Implement event sourcing for AI agent systems to create a complete audit trail of every decision, enable workflow replay for debugging, and build projections that reconstruct agent state from event history.

Why Event Sourcing Fits AI Agents

Traditional state-based systems store only the current state. When an AI agent makes a series of tool calls, reasoning steps, and decisions, you only see the final output. But debugging an agent that produced a wrong answer requires understanding the full chain: which tools were called, what data came back, how the LLM interpreted the results, and where the reasoning went wrong.

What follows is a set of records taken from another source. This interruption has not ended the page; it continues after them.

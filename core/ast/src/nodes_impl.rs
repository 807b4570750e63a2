use std::mem;

use crate::{
    enums_impl::flags,
    names::{self, Name},
    nodes::{
        Case, CaseKind, ClassDecl, ClassKind, Import, Lambda, LambdaBodyKind, MethodDecl,
        Modifiers, NewArray, NodeId, OperandPos, PolyKind, Skip, Tag, TopLevel, Tree, TreeKind,
        VariableDecl,
    },
    position::Pos,
    semantic::SymbolHandle,
};

impl Tree {
    #[must_use]
    pub fn new(id: NodeId, pos: Pos, kind: impl Into<TreeKind>) -> Self {
        Tree {
            id,
            pos,
            ty: None,
            kind: kind.into(),
        }
    }

    /// Placeholder tree swapped into a slot while its occupant is moved out.
    #[must_use]
    pub fn dummy() -> Self {
        Tree::new(NodeId::DUMMY, Pos::NOPOS, Skip {})
    }

    #[must_use]
    pub fn is_dummy(&self) -> bool {
        self.id == NodeId::DUMMY
    }

    /// Moves the tree out of `slot`, leaving a [`Tree::dummy`] behind.
    pub fn take(slot: &mut Tree) -> Tree {
        mem::replace(slot, Tree::dummy())
    }

    /// The discriminant. Operator expressions report their operator.
    #[must_use]
    pub fn tag(&self) -> Tag {
        match &self.kind {
            TreeKind::TopLevel(_) => Tag::TopLevel,
            TreeKind::PackageDecl(_) => Tag::PackageDef,
            TreeKind::Import(_) => Tag::Import,
            TreeKind::ClassDecl(_) => Tag::ClassDef,
            TreeKind::MethodDecl(_) => Tag::MethodDef,
            TreeKind::VariableDecl(_) => Tag::VarDef,
            TreeKind::Skip(_) => Tag::Skip,
            TreeKind::Block(_) => Tag::Block,
            TreeKind::DoWhileLoop(_) => Tag::DoLoop,
            TreeKind::WhileLoop(_) => Tag::WhileLoop,
            TreeKind::ForLoop(_) => Tag::ForLoop,
            TreeKind::EnhancedForLoop(_) => Tag::ForeachLoop,
            TreeKind::LabeledStatement(_) => Tag::Labelled,
            TreeKind::Switch(_) => Tag::Switch,
            TreeKind::Case(_) => Tag::Case,
            TreeKind::SwitchExpression(_) => Tag::SwitchExpression,
            TreeKind::Synchronized(_) => Tag::Synchronized,
            TreeKind::Try(_) => Tag::Try,
            TreeKind::Catch(_) => Tag::Catch,
            TreeKind::Conditional(_) => Tag::CondExpr,
            TreeKind::If(_) => Tag::If,
            TreeKind::ExpressionStatement(_) => Tag::Exec,
            TreeKind::Break(_) => Tag::Break,
            TreeKind::Yield(_) => Tag::Yield,
            TreeKind::Continue(_) => Tag::Continue,
            TreeKind::Return(_) => Tag::Return,
            TreeKind::Throw(_) => Tag::Throw,
            TreeKind::Assert(_) => Tag::Assert,
            TreeKind::MethodInvocation(_) => Tag::Apply,
            TreeKind::NewClass(_) => Tag::NewClass,
            TreeKind::NewArray(_) => Tag::NewArray,
            TreeKind::Lambda(_) => Tag::Lambda,
            TreeKind::Parens(_) => Tag::Parens,
            TreeKind::Assign(_) => Tag::Assign,
            TreeKind::AssignOp(node) => node.opcode,
            TreeKind::Unary(node) => node.opcode,
            TreeKind::Binary(node) => node.opcode,
            TreeKind::TypeCast(_) => Tag::TypeCast,
            TreeKind::InstanceOf(_) => Tag::TypeTest,
            TreeKind::BindingPattern(_) => Tag::BindingPattern,
            TreeKind::DefaultCaseLabel(_) => Tag::DefaultCaseLabel,
            TreeKind::ParenthesizedPattern(_) => Tag::ParenthesizedPattern,
            TreeKind::GuardPattern(_) => Tag::GuardPattern,
            TreeKind::ArrayAccess(_) => Tag::Indexed,
            TreeKind::FieldAccess(_) => Tag::Select,
            TreeKind::MemberReference(_) => Tag::Reference,
            TreeKind::Ident(_) => Tag::Ident,
            TreeKind::Literal(_) => Tag::Literal,
            TreeKind::PrimitiveType(_) => Tag::TypeIdent,
            TreeKind::ArrayType(_) => Tag::TypeArray,
            TreeKind::TypeApply(_) => Tag::TypeApply,
            TreeKind::TypeUnion(_) => Tag::TypeUnion,
            TreeKind::TypeIntersection(_) => Tag::TypeIntersection,
            TreeKind::TypeParameter(_) => Tag::TypeParameter,
            TreeKind::Wildcard(_) => Tag::Wildcard,
            TreeKind::TypeBoundKind(_) => Tag::TypeBoundKind,
            TreeKind::Annotation(node) if node.is_type_annotation => Tag::TypeAnnotation,
            TreeKind::Annotation(_) => Tag::Annotation,
            TreeKind::Modifiers(_) => Tag::Modifiers,
            TreeKind::AnnotatedType(_) => Tag::AnnotatedType,
            TreeKind::Erroneous(_) => Tag::Erroneous,
            TreeKind::ModuleDecl(_) => Tag::ModuleDef,
            TreeKind::Exports(_) => Tag::Exports,
            TreeKind::Opens(_) => Tag::Opens,
            TreeKind::Provides(_) => Tag::Provides,
            TreeKind::Requires(_) => Tag::Requires,
            TreeKind::Uses(_) => Tag::Uses,
            TreeKind::LetExpr(_) => Tag::LetExpr,
        }
    }

    #[must_use]
    pub fn has_tag(&self, tag: Tag) -> bool {
        self.tag() == tag
    }

    /// Standalone/poly classification of a poly expression, `None` for every
    /// other kind of tree. Lambdas and method references are always poly.
    #[must_use]
    pub fn poly_kind(&self) -> Option<PolyKind> {
        match &self.kind {
            TreeKind::Conditional(node) => Some(node.poly_kind),
            TreeKind::SwitchExpression(node) => Some(node.poly_kind),
            TreeKind::MethodInvocation(node) => Some(node.poly_kind),
            TreeKind::NewClass(node) => Some(node.poly_kind),
            TreeKind::Lambda(_) | TreeKind::MemberReference(_) => Some(PolyKind::Poly),
            _ => None,
        }
    }

    /// Records the attribution result for a poly expression. Functional
    /// expressions stay poly.
    ///
    /// # Panics
    ///
    /// Panics if the tree is not a poly expression.
    pub fn set_poly_kind(&mut self, kind: PolyKind) {
        match &mut self.kind {
            TreeKind::Conditional(node) => node.poly_kind = kind,
            TreeKind::SwitchExpression(node) => node.poly_kind = kind,
            TreeKind::MethodInvocation(node) => node.poly_kind = kind,
            TreeKind::NewClass(node) => node.poly_kind = kind,
            TreeKind::Lambda(_) | TreeKind::MemberReference(_) => {}
            other => panic!("{} is not a poly expression", other.kind_name()),
        }
    }

    #[must_use]
    pub fn is_poly_expression(&self) -> bool {
        self.poly_kind() == Some(PolyKind::Poly)
    }

    #[must_use]
    pub fn is_standalone(&self) -> bool {
        self.poly_kind() == Some(PolyKind::Standalone)
    }

    /// `true` for unary, binary and compound-assignment expressions.
    #[must_use]
    pub fn is_operator_expression(&self) -> bool {
        matches!(
            self.kind,
            TreeKind::Unary(_) | TreeKind::Binary(_) | TreeKind::AssignOp(_)
        )
    }

    /// Operand of an operator expression. Both positions of a unary
    /// expression name its argument.
    ///
    /// # Panics
    ///
    /// Panics if the tree is not an operator expression.
    #[must_use]
    pub fn operand(&self, pos: OperandPos) -> &Tree {
        match (&self.kind, pos) {
            (TreeKind::Unary(node), _) => &node.arg,
            (TreeKind::Binary(node), OperandPos::Left) => &node.lhs,
            (TreeKind::Binary(node), OperandPos::Right) => &node.rhs,
            (TreeKind::AssignOp(node), OperandPos::Left) => &node.lhs,
            (TreeKind::AssignOp(node), OperandPos::Right) => &node.rhs,
            (other, _) => panic!("{} is not an operator expression", other.kind_name()),
        }
    }

    /// Mutable counterpart of [`Tree::operand`].
    ///
    /// # Panics
    ///
    /// Panics if the tree is not an operator expression.
    pub fn operand_mut(&mut self, pos: OperandPos) -> &mut Tree {
        match (&mut self.kind, pos) {
            (TreeKind::Unary(node), _) => &mut node.arg,
            (TreeKind::Binary(node), OperandPos::Left) => &mut node.lhs,
            (TreeKind::Binary(node), OperandPos::Right) => &mut node.rhs,
            (TreeKind::AssignOp(node), OperandPos::Left) => &mut node.lhs,
            (TreeKind::AssignOp(node), OperandPos::Right) => &mut node.rhs,
            (other, _) => panic!("{} is not an operator expression", other.kind_name()),
        }
    }

    /// Resolved operator of an operator expression, once attributed.
    #[must_use]
    pub fn operator_symbol(&self) -> Option<&SymbolHandle> {
        match &self.kind {
            TreeKind::Unary(node) => node.operator.as_ref(),
            TreeKind::Binary(node) => node.operator.as_ref(),
            TreeKind::AssignOp(node) => node.operator.as_ref(),
            _ => None,
        }
    }

    /// Records the resolved operator of an operator expression.
    ///
    /// # Panics
    ///
    /// Panics if the tree is not an operator expression.
    pub fn set_operator_symbol(&mut self, operator: SymbolHandle) {
        match &mut self.kind {
            TreeKind::Unary(node) => node.operator = Some(operator),
            TreeKind::Binary(node) => node.operator = Some(operator),
            TreeKind::AssignOp(node) => node.operator = Some(operator),
            other => panic!("{} is not an operator expression", other.kind_name()),
        }
    }

    /// Flags of a modifiers tree, 0 for anything else.
    #[must_use]
    pub fn modifier_flags(&self) -> u64 {
        match &self.kind {
            TreeKind::Modifiers(node) => node.flags,
            _ => 0,
        }
    }
}

impl TopLevel {
    /// The `package` clause, if any.
    #[must_use]
    pub fn package(&self) -> Option<&Tree> {
        self.defs
            .iter()
            .find(|def| matches!(def.kind, TreeKind::PackageDecl(_)))
    }

    pub fn imports(&self) -> impl Iterator<Item = &Import> {
        self.defs.iter().filter_map(|def| match &def.kind {
            TreeKind::Import(import) => Some(import),
            _ => None,
        })
    }

    /// Everything after the package clause and imports.
    pub fn type_decls(&self) -> impl Iterator<Item = &Tree> {
        self.defs.iter().filter(|def| {
            !matches!(
                def.kind,
                TreeKind::PackageDecl(_) | TreeKind::Import(_) | TreeKind::Skip(_)
            )
        })
    }

    #[must_use]
    pub fn module_decl(&self) -> Option<&Tree> {
        self.defs
            .iter()
            .find(|def| matches!(def.kind, TreeKind::ModuleDecl(_)))
    }
}

impl Modifiers {
    #[must_use]
    pub fn has(&self, flag: u64) -> bool {
        self.flags & flag != 0
    }
}

impl ClassDecl {
    #[must_use]
    pub fn class_kind(&self) -> ClassKind {
        let bits = self.mods.modifier_flags();
        if bits & flags::ANNOTATION != 0 {
            ClassKind::Annotation
        } else if bits & flags::INTERFACE != 0 {
            ClassKind::Interface
        } else if bits & flags::ENUM != 0 {
            ClassKind::Enum
        } else if bits & flags::RECORD != 0 {
            ClassKind::Record
        } else {
            ClassKind::Class
        }
    }

    #[must_use]
    pub fn flags(&self) -> u64 {
        self.mods.modifier_flags()
    }

    /// Anonymous classes have an empty name.
    #[must_use]
    pub fn is_anonymous(&self) -> bool {
        self.name.is_empty()
    }
}

impl MethodDecl {
    #[must_use]
    pub fn is_constructor(&self) -> bool {
        self.name.as_str() == names::INIT
    }

    #[must_use]
    pub fn flags(&self) -> u64 {
        self.mods.modifier_flags()
    }

    #[must_use]
    pub fn is_varargs(&self) -> bool {
        self.params
            .last()
            .is_some_and(|param| match &param.kind {
                TreeKind::VariableDecl(var) => var.flags() & flags::VARARGS != 0,
                _ => false,
            })
    }
}

impl VariableDecl {
    #[must_use]
    pub fn flags(&self) -> u64 {
        self.mods.modifier_flags()
    }

    /// Implicitly typed lambda parameters and `var` locals have no declared
    /// type.
    #[must_use]
    pub fn is_implicitly_typed(&self) -> bool {
        self.vartype.is_none()
    }

    #[must_use]
    pub fn is_enum_constant(&self) -> bool {
        self.flags() & flags::ENUM != 0
    }

    #[must_use]
    pub fn name(&self) -> &Name {
        &self.name
    }
}

impl Case {
    #[must_use]
    pub fn is_rule(&self) -> bool {
        self.kind == CaseKind::Rule
    }

    /// Body of a `case ... ->` rule: an expression statement, block or throw.
    #[must_use]
    pub fn body(&self) -> Option<&Tree> {
        match self.kind {
            CaseKind::Rule => self.stats.first(),
            CaseKind::Statement => None,
        }
    }

    /// `true` for `default:` and for case labels containing `default`.
    #[must_use]
    pub fn is_default(&self) -> bool {
        self.labels
            .iter()
            .any(|label| matches!(label.kind, TreeKind::DefaultCaseLabel(_)))
    }
}

impl Lambda {
    #[must_use]
    pub fn body_kind(&self) -> LambdaBodyKind {
        match self.body.kind {
            TreeKind::Block(_) => LambdaBodyKind::Statement,
            _ => LambdaBodyKind::Expression,
        }
    }
}

impl NewArray {
    /// Initializer elements; empty when there is no `{...}` part.
    #[must_use]
    pub fn initializers(&self) -> &[Tree] {
        self.elems.as_deref().unwrap_or(&[])
    }
}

Event sourcing solves this by storing every state change as an immutable event. Instead of updating a "current state" record, you append events. The current state is always derivable by replaying the event stream from the beginning.

Designing the Event Store

The event store is an append-only log. Each event carries a timestamp, a type, the agent session it belongs to, and a payload:

import uuid
import json
from datetime import datetime, timezone
from dataclasses import dataclass, field, asdict
from typing import Any

@dataclass
class AgentEvent:
    event_id: str = field(default_factory=lambda: str(uuid.uuid4()))
    session_id: str = ""
    event_type: str = ""
    timestamp: str = field(
        default_factory=lambda: datetime.now(timezone.utc).isoformat()
    )
    payload: dict[str, Any] = field(default_factory=dict)
    version: int = 0

class EventStore:
    """Append-only event store for agent sessions."""

    def __init__(self):
        self._events: list[AgentEvent] = []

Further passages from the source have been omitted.